Sunday, May 23, 2004

Invisible Writers

The Invisible Writers
Tai Moses,
AlterNet

Many years ago I knew a grizzled old playwright named Ray. He lived off state disability checks, carried his manuscripts in brown paper bags, and drank cup after cup of black coffee, which I poured for him from behind the counter of the coffee shop where I worked.

He had one piece of advice for me: "Read Othello. If you want to be a writer you must first read Othello."

Ray was a blue-collar guy who had never gone to college, but he had read Shakespeare, checked out from the public library near the furnished room where he lived. Ray understood plot because he had lived and experienced it. He was a born writer.

Over the years I've met a diverse collection of writers who have never been published or earned any academic credentials, yet whose claim to the title of artist is genuine. These invisible writers are soldiers and bakers, convicts and salesmen, winos, hairdressers, firefighters, farmers and waitresses. Their only qualifications to literary authenticity are their writings and their desire to write. Often the only time they have is stolen time, and their private scrawls end up on cocktail napkins, penciled in the margins of receipts, on any piece of paper handy.

I got to know Tom Carson during the first Gulf War, shortly after his platoon had been sent to Kuwait. We never met in person. He had written to a co-worker of mine who had moved on, leaving no forwarding address. When I saw the U.S. military return address on Tom's letter, I decided to answer it myself. We began a correspondence that lasted through the war and after he returned to Fort Benning, Georgia.

During a hectic two months, Lt. Carson wrote 39 poems. His themes were the regimented insanity of military life, isolation and loneliness, the wind and rain of his soul. Carson wrote his lines in rare solitude, in a barracks or a tent. During the day, he told me, the thoughts gathered in his head; he censored them but the forbidden words found expression anyway, for even the U.S. Army cannot discipline the imagination.

People imprisoned in stultifying, menial jobs can summon, with even a minimal command of language, something entirely private, unfettered and incalculably powerful. Most importantly, it is something of their own creation that cannot be taken away. The sense of purpose and identity that comes with being a writer, creator of a private world, can be life altering.

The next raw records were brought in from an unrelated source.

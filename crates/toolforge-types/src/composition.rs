//! Compositions: the full graph of element instances and connections that
//! makes up one generated tool.
//!
//! The struct here is a plain data carrier. Mutation with catalog validation
//! lives in `toolforge-core::composition`; this crate only provides the
//! shape, snapshot round-trips, and read accessors.

use serde::{Deserialize, Serialize};
use uuid::Uuid;

use crate::element::{Connection, ElementInstance};

/// The in-memory graph of element instances and connections for one tool.
///
/// Instances are kept in arrival order; refinement targeting depends on it.
#[derive(Debug, Clone, Serialize, Deserialize)]
pub struct Composition {
    pub id: Uuid,
    #[serde(default)]
    pub name: String,
    #[serde(default)]
    pub description: String,
    #[serde(default)]
    pub elements: Vec<ElementInstance>,
    #[serde(default)]
    pub connections: Vec<Connection>,
    /// Set by the terminal `complete` event; a finalized composition refuses
    /// structural mutation.
    #[serde(default)]
    pub is_finalized: bool,
}

impl Composition {
    /// Create an empty, unfinalized composition.
    pub fn new() -> Self {
        Self {
            id: Uuid::now_v7(),
            name: String::new(),
            description: String::new(),
            elements: Vec::new(),
            connections: Vec::new(),
            is_finalized: false,
        }
    }

    /// Look up an instance by id.
    pub fn element(&self, instance_id: &str) -> Option<&ElementInstance> {
        self.elements.iter().find(|e| e.instance_id == instance_id)
    }

    /// Whether an instance with this id exists.
    pub fn contains(&self, instance_id: &str) -> bool {
        self.element(instance_id).is_some()
    }

    /// Lossless snapshot for persistence or iteration seeding.
    pub fn to_snapshot(&self) -> CompositionSnapshot {
        CompositionSnapshot {
            id: self.id,
            name: self.name.clone(),
            description: self.description.clone(),
            elements: self.elements.clone(),
            connections: self.connections.clone(),
            is_finalized: self.is_finalized,
        }
    }

    /// Restore a composition exactly as snapshotted.
    pub fn from_snapshot(snapshot: CompositionSnapshot) -> Self {
        Self {
            id: snapshot.id,
            name: snapshot.name,
            description: snapshot.description,
            elements: snapshot.elements,
            connections: snapshot.connections,
            is_finalized: snapshot.is_finalized,
        }
    }

    /// Restore a snapshot as a mutable draft for an iteration session.
    ///
    /// The draft keeps the snapshot's elements and connections but gets a
    /// fresh id and is no longer finalized, so a refinement stream can edit
    /// it without touching the stored original.
    pub fn draft_from_snapshot(snapshot: CompositionSnapshot) -> Self {
        let mut draft = Self::from_snapshot(snapshot);
        draft.id = Uuid::now_v7();
        draft.is_finalized = false;
        draft
    }
}

impl Default for Composition {
    fn default() -> Self {
        Self::new()
    }
}

/// Serialized form of a [`Composition`], handed to the external persistence
/// collaborator and used to seed iteration sessions.
#[derive(Debug, Clone, Serialize, Deserialize)]
pub struct CompositionSnapshot {
    pub id: Uuid,
    pub name: String,
    pub description: String,
    pub elements: Vec<ElementInstance>,
    pub connections: Vec<Connection>,
    pub is_finalized: bool,
}

#[cfg(test)]
mod tests {
    use super::*;
    use crate::element::Connection;

    fn sample_composition() -> Composition {
        let mut composition = Composition::new();
        composition.name = "Pizza Poll".to_string();
        let mut e1 = ElementInstance::new("e1", "poll");
        e1.name = Some("Pizza Poll".to_string());
        composition.elements.push(e1);
        composition.elements.push(ElementInstance::new("e2", "text-display"));
        composition.connections.push(Connection {
            source_id: "e1".to_string(),
            output: "results".to_string(),
            target_id: "e2".to_string(),
            input: "text".to_string(),
        });
        composition.is_finalized = true;
        composition
    }

    #[test]
    fn snapshot_roundtrip_is_lossless() {
        let original = sample_composition();
        let snapshot = original.to_snapshot();
        let json = serde_json::to_string(&snapshot).unwrap();
        let parsed: CompositionSnapshot = serde_json::from_str(&json).unwrap();
        let restored = Composition::from_snapshot(parsed);

        assert_eq!(restored.id, original.id);
        assert_eq!(restored.name, "Pizza Poll");
        assert_eq!(restored.elements.len(), 2);
        assert_eq!(restored.connections.len(), 1);
        assert!(restored.is_finalized);
    }

    #[test]
    fn draft_from_snapshot_unfinalizes_with_fresh_id() {
        let original = sample_composition();
        let draft = Composition::draft_from_snapshot(original.to_snapshot());

        assert_ne!(draft.id, original.id);
        assert!(!draft.is_finalized);
        assert_eq!(draft.elements.len(), 2);
        assert_eq!(draft.connections.len(), 1);
    }

    #[test]
    fn element_lookup_by_id() {
        let composition = sample_composition();
        assert!(composition.contains("e1"));
        assert!(composition.contains("e2"));
        assert!(!composition.contains("e3"));
        assert_eq!(composition.element("e1").unwrap().element_id, "poll");
    }
}
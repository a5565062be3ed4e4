//! The session driver: one cooperative read loop per active stream.
//!
//! Pumps raw fragments from a [`GenerationSource`] through the decoder into
//! a [`BuilderSession`]. One outstanding read at a time; cancellation
//! aborts the read and guarantees no further events are applied; a read
//! that stalls past the configured interval fails the session instead of
//! hanging indefinitely.

use std::time::Duration;

use tokio_util::sync::CancellationToken;

use toolforge_types::error::SessionError;

use crate::stream::StreamDecoder;

use super::session::{BuilderOutcome, BuilderSession};
use super::source::GenerationSource;

/// Drive a generation session to its terminal state.
///
/// On `Ok(())` the session completed and holds the finalized composition.
/// On `Err` the session holds whatever partial composition was built; the
/// caller decides whether to keep or discard it.
pub async fn run_session<S: GenerationSource>(
    mut source: S,
    session: &mut BuilderSession,
    cancel: CancellationToken,
    stall_timeout: Duration,
) -> Result<(), SessionError> {
    let mut decoder = StreamDecoder::new();

    loop {
        let read = tokio::select! {
            _ = cancel.cancelled() => {
                tracing::debug!("generation session cancelled");
                return Err(SessionError::Cancelled);
            }
            read = tokio::time::timeout(stall_timeout, source.next_chunk()) => read,
        };

        let chunk = match read {
            Err(_) => return Err(SessionError::Stalled),
            Ok(None) => {
                decoder.finish();
                return match session.end_of_stream() {
                    BuilderOutcome::Completed => Ok(()),
                    BuilderOutcome::Aborted { .. } => Err(SessionError::UnexpectedEnd),
                    BuilderOutcome::Continue { .. } => Err(SessionError::UnexpectedEnd),
                };
            }
            Ok(Some(Err(err))) => return Err(err),
            Ok(Some(Ok(chunk))) => chunk,
        };

        for event in decoder.decode(&chunk) {
            match session.apply(event) {
                BuilderOutcome::Completed => return Ok(()),
                BuilderOutcome::Aborted { message } => {
                    return Err(SessionError::Protocol(message));
                }
                BuilderOutcome::Continue { .. } => {}
            }
        }
    }
}
impl BuilderSession {
    /// Start a session with an empty composition.
    pub fn new(catalog: Arc<ElementCatalog>) -> Self {
        Self {
            catalog,
            composition: Composition::new(),
            status: "Waiting for generation...".to_string(),
            warnings: Vec::new(),
            terminal: None,
        }
    }

    /// Start an iteration session seeded from a previously finalized
    /// composition.
    pub fn iterate_on(catalog: Arc<ElementCatalog>, seed: CompositionSnapshot) -> Self {
        let mut session = Self::new(catalog);
        session.composition = Composition::draft_from_snapshot(seed);
        session
    }

    /// Apply one decoded event. Events after a terminal outcome are ignored
    /// and re-report that outcome.
    pub fn apply(&mut self, event: GenerationEvent) -> BuilderOutcome {
        if let Some(terminal) = &self.terminal {
            return match terminal {
                Terminal::Completed => BuilderOutcome::Completed,
                Terminal::Aborted(message) => BuilderOutcome::Aborted {
                    message: message.clone(),
                },
            };
        }

        match event {
            GenerationEvent::Thinking { message } => {
                self.status = message;
            }
            GenerationEvent::Element(payload) => match payload.refinement() {
                Some(RefinementAction::Delete) => self.apply_delete(&payload),
                Some(RefinementAction::Modify) => self.apply_modify(payload),
                None => self.apply_create(payload),
            },
            GenerationEvent::Connection(conn) => {
                if let Err(err) = composition::connect(
                    &mut self.composition,
                    &self.catalog,
                    &conn.source_id,
                    &conn.output,
                    &conn.target_id,
                    &conn.input,
                ) {
                    self.warn(format!(
                        "skipped connection {}:{} -> {}:{}: {err}",
                        conn.source_id, conn.output, conn.target_id, conn.input
                    ));
                }
            }
            GenerationEvent::Complete { name, description } => {
                match composition::finalize(&mut self.composition, &name, &description) {
                    Ok(()) => {
                        self.status = format!("Finished building {name}");
                        self.terminal = Some(Terminal::Completed);
                        return BuilderOutcome::Completed;
                    }
                    Err(err) => {
                        // Only reachable on a double-complete; treat the
                        // second one as noise.
                        self.warn(format!("ignored complete event: {err}"));
                    }
                }
            }
            GenerationEvent::Error { message } => {
                self.status = format!("Generation failed: {message}");
                self.terminal = Some(Terminal::Aborted(message.clone()));
                return BuilderOutcome::Aborted { message };
            }
        }

        BuilderOutcome::Continue {
            status: self.status.clone(),
        }
    }

    /// Signal that the stream ended. Without a prior terminal event this is
    /// an implicit fatal error.
    pub fn end_of_stream(&mut self) -> BuilderOutcome {
        match &self.terminal {
            Some(Terminal::Completed) => BuilderOutcome::Completed,
            Some(Terminal::Aborted(message)) => BuilderOutcome::Aborted {
                message: message.clone(),
            },
            None => {
                let message = "generation ended unexpectedly".to_string();
                self.terminal = Some(Terminal::Aborted(message.clone()));
                self.status = "Generation ended unexpectedly".to_string();
                BuilderOutcome::Aborted { message }
            }
        }
    }

    pub fn status(&self) -> &str {
        &self.status
    }

    /// Non-fatal problems tolerated so far, in arrival order.
    pub fn warnings(&self) -> &[String] {
        &self.warnings
    }

    pub fn is_terminal(&self) -> bool {
        self.terminal.is_some()
    }

    /// The working (or final) composition.
    pub fn composition(&self) -> &Composition {
        &self.composition
    }

    /// Consume the session, keeping the composition. On the aborted path
    /// this is the retained partial result; the caller decides whether to
    /// keep or discard it.
    pub fn into_composition(self) -> Composition {
        self.composition
    }

    // -----------------------------------------------------------------------
    // Per-event handlers
    // -----------------------------------------------------------------------

    /// Most-recently-added element whose display name or element id contains
    /// the keyword, case-insensitively. First match wins; with several
    /// similarly-named elements this can mis-target, which is accepted
    /// behavior for now.
    fn find_target(&self, keyword: &str) -> Option<String> {
        self.composition
            .elements
            .iter()
            .rev()
            .find(|e| e.matches_keyword(keyword))
            .map(|e| e.instance_id.clone())
    }

    fn apply_delete(&mut self, payload: &ElementPayload) {
        let Some(keyword) = payload.target_keyword.as_deref().filter(|k| !k.is_empty())
        else {
            self.warn("delete refinement without target keyword".to_string());
            return;
        };
        match self.find_target(keyword) {
            Some(instance_id) => {
                if let Err(err) = composition::remove_element(&mut self.composition, &instance_id)
                {
                    self.warn(format!("failed to delete '{instance_id}': {err}"));
                } else {
                    self.status = format!("Removed {instance_id}");
                }
            }
            // Keyword matching is fuzzy and the target may legitimately be
            // absent; a miss is a deliberate no-op.
            None => {
                tracing::debug!(keyword, "delete refinement matched nothing");
            }
        }
    }

    fn apply_modify(&mut self, payload: ElementPayload) {
        let target = payload
            .target_keyword
            .as_deref()
            .filter(|k| !k.is_empty())
            .and_then(|keyword| self.find_target(keyword));

        match target {
            Some(instance_id) => {
                let patch = ElementPatch {
                    name: payload.name,
                    config: payload.config,
                    position: payload.position,
                    size: payload.size,
                };
                if let Err(err) =
                    composition::update_element(&mut self.composition, &instance_id, patch)
                {
                    self.warn(format!("failed to modify '{instance_id}': {err}"));
                } else {
                    self.status = format!("Updated {instance_id}");
                }
            }
            // No match: the content is still useful, so fall through to
            // "treat as a new element" rather than silently dropping it.
            None => self.apply_create(payload),
        }
    }

    fn apply_create(&mut self, payload: ElementPayload) {
        let Some(element_id) = payload.element_type else {
            self.warn("element event without a type".to_string());
            return;
        };

        let instance_id = payload
            .id
            .filter(|id| !id.is_empty())
            .unwrap_or_else(|| format!("el-{}", Uuid::now_v7()));

        let mut instance = ElementInstance::new(instance_id.clone(), element_id);
        instance.name = payload.name;
        instance.position = payload.position;
        instance.size = payload.size;
        if let Some(config) = payload.config {
            instance.config = config;
        }

        if let Ok(violations) = self
            .catalog
            .validate_config(&instance.element_id, &instance.config)
        {
            for violation in violations {
                self.warn(format!("config for '{instance_id}': {violation}"));
            }
        }

        match composition::add_element(&mut self.composition, &self.catalog, instance) {
            Ok(()) => {
                self.status = format!("Added {instance_id}");
            }
            // One bad element must not sink the session.
            Err(err) => self.warn(format!("skipped element '{instance_id}': {err}")),
        }
    }

    fn warn(&mut self, message: String) {
        tracing::warn!(%message, "builder tolerated a bad event");
        self.status = message.clone();
        self.warnings.push(message);
    }
}
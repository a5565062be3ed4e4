//! Shared domain types for Toolforge.
//!
//! This crate contains the core domain types used across the Toolforge
//! platform: element specifications, compositions, generation events, and
//! their associated error types.
//!
//! Zero infrastructure dependencies -- only serde, uuid, thiserror,
//! schemars.

pub mod composition;
pub mod config;
pub mod element;
pub mod error;
pub mod event;
//! Active-session registry.
//!
//! Each tool has at most one live generation session. Starting a new session
//! for a tool supersedes any session already running for it, and a superseded
//! session's result is discarded at commit time rather than overwriting the
//! newer session's work.

use dashmap::DashMap;
use uuid::Uuid;

use toolforge_types::composition::CompositionSnapshot;
use toolforge_types::error::SessionError;

/// Tracks the live session token per tool and stores committed snapshots.
#[derive(Default)]
pub struct SessionRegistry {
    /// Tool id -> token of the session currently allowed to commit.
    active: DashMap<Uuid, Uuid>,
    /// Tool id -> last committed snapshot.
    committed: DashMap<Uuid, CompositionSnapshot>,
}

impl SessionRegistry {
    pub fn new() -> Self {
        Self::default()
    }

    /// Start a session for a tool, superseding any session already live.
    ///
    /// Returns the token the new session must present at commit.
    pub fn begin(&self, tool_id: Uuid) -> Uuid {
        let token = Uuid::now_v7();
        if let Some(previous) = self.active.insert(tool_id, token) {
            tracing::info!(%tool_id, superseded = %previous, "generation session superseded");
        }
        token
    }

    /// Whether this token still owns the tool's live session.
    pub fn is_current(&self, tool_id: Uuid, token: Uuid) -> bool {
        self.active.get(&tool_id).is_some_and(|t| *t == token)
    }

    /// Commit a finished session's composition.
    ///
    /// A stale token means a newer session was started for the same tool
    /// while this one ran; its result is discarded.
    pub fn commit(
        &self,
        tool_id: Uuid,
        token: Uuid,
        snapshot: CompositionSnapshot,
    ) -> Result<(), SessionError> {
        if !self.is_current(tool_id, token) {
            tracing::info!(%tool_id, "discarding result from superseded session");
            return Err(SessionError::Superseded);
        }
        self.committed.insert(tool_id, snapshot);
        self.active.remove(&tool_id);
        Ok(())
    }

    /// End a session without committing (cancellation or failure).
    ///
    /// Only the session holding the live token clears the slot; a superseded
    /// session ending late must not evict its successor.
    pub fn end(&self, tool_id: Uuid, token: Uuid) {
        self.active
            .remove_if(&tool_id, |_, current| *current == token);
    }

    /// Last committed snapshot for a tool, if any.
    pub fn committed(&self, tool_id: Uuid) -> Option<CompositionSnapshot> {
        self.committed.get(&tool_id).map(|s| s.clone())
    }
}
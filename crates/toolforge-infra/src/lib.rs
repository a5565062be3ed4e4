//! Infrastructure implementations for Toolforge.
//!
//! Provides the streaming HTTP client for the external generation service,
//! prompt assembly from the catalog export, the active-session registry,
//! and `config.toml` loading. Everything here implements ports defined in
//! `toolforge-core`.

pub mod config;
pub mod generation;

I've known truck drivers who are natural-born storytellers; fishermen who paint starkly beautiful word pictures of life on a crab boat in the Bering Strait. I met a barely literate ex-convict whose short story about losing his wife and child in a revenge killing for a gang crime he'd committed was the most heartbreaking thing I've ever read. I met a recovering alcoholic who wrote about being abandoned by her husband. In a few simple paragraphs this uneducated woman in her mid-50s expressed a universal sense of loss in an entirely unsentimental fashion; something that cannot be taught in any MFA program.

My own father, a novelist who was never published, once wrote about being fired for writing on the job -- a chronic problem in his lifetime. He worked on an assembly line in a factory that manufactured radios, and the foreman caught him writing one day while the neglected radio parts moved past him on the belt. "I was only half a radioman," wrote my father. "In my heart, I was a poet."

As Chester Himes wrote in "The Quality of Hurt": "No matter what I did or how I lived, I had considered myself a writer....It was my salvation. The world can deny me all other employment, and stone me as an ex-convict...as a disagreeable, unpleasant person. But as long as I write whether it's published or not, I'm a writer."

I met Celia at a roadside diner, where she cooked greasy breakfasts for travelers whose faces she'd never again see. Writing, for Celia, was a way of being elsewhere, of undoing, undreaming, her mundane daily life. The monotony of her job and the deadening rituals she performed daily were the inspirations for the poems she scribbled on used order tickets. To hate your job and do nothing about it is a failure of imagination: a true life sentence.

A Frenchman I know who was a maitre d' at one of the Washington's finest restaurants, possesses a novel he composed in the twilight time between the lunch rush and the dinner hour. His joy on writing it was immeasurable. That it may never be published did not faze him. The point is that he created it. He finished it. It is his.

"Fiction completes us, mutilated beings burdened with the awful dichotomy of having only one life and the ability to desire a thousand," Mario Vargas Llosa wrote.

I've often looked for my old playwright friend Ray's name in print, but have never seen it. I imagine him sitting in a coffee shop somewhere, brow furrowed as he revises lines of his latest play, completely absorbed in the world of his characters. I'm sure it frustrated Ray at times, that his work went unrecognized, but it never occurred to him to quit; just like it would never occur to him to stop breathing.

It is not strictly a tragedy that Ray's plays, the maitre'd's novel or Celia's poems remain unpublished. Much of the work comes into being for private reasons of the heart. If every sentence that was written was printed and bound we would drown in a sea of words--as it is, thousands of books are hastily published, barely read and forgotten. Writing itself is the aim, for it is writing, not publishing, that transforms individual human experience.

To write, even in obscurity is worthwhile. As Samuel Becket put it, writing is a way of leaving "a stain upon the silence."

Tai Moses is a senior editor at AlterNet.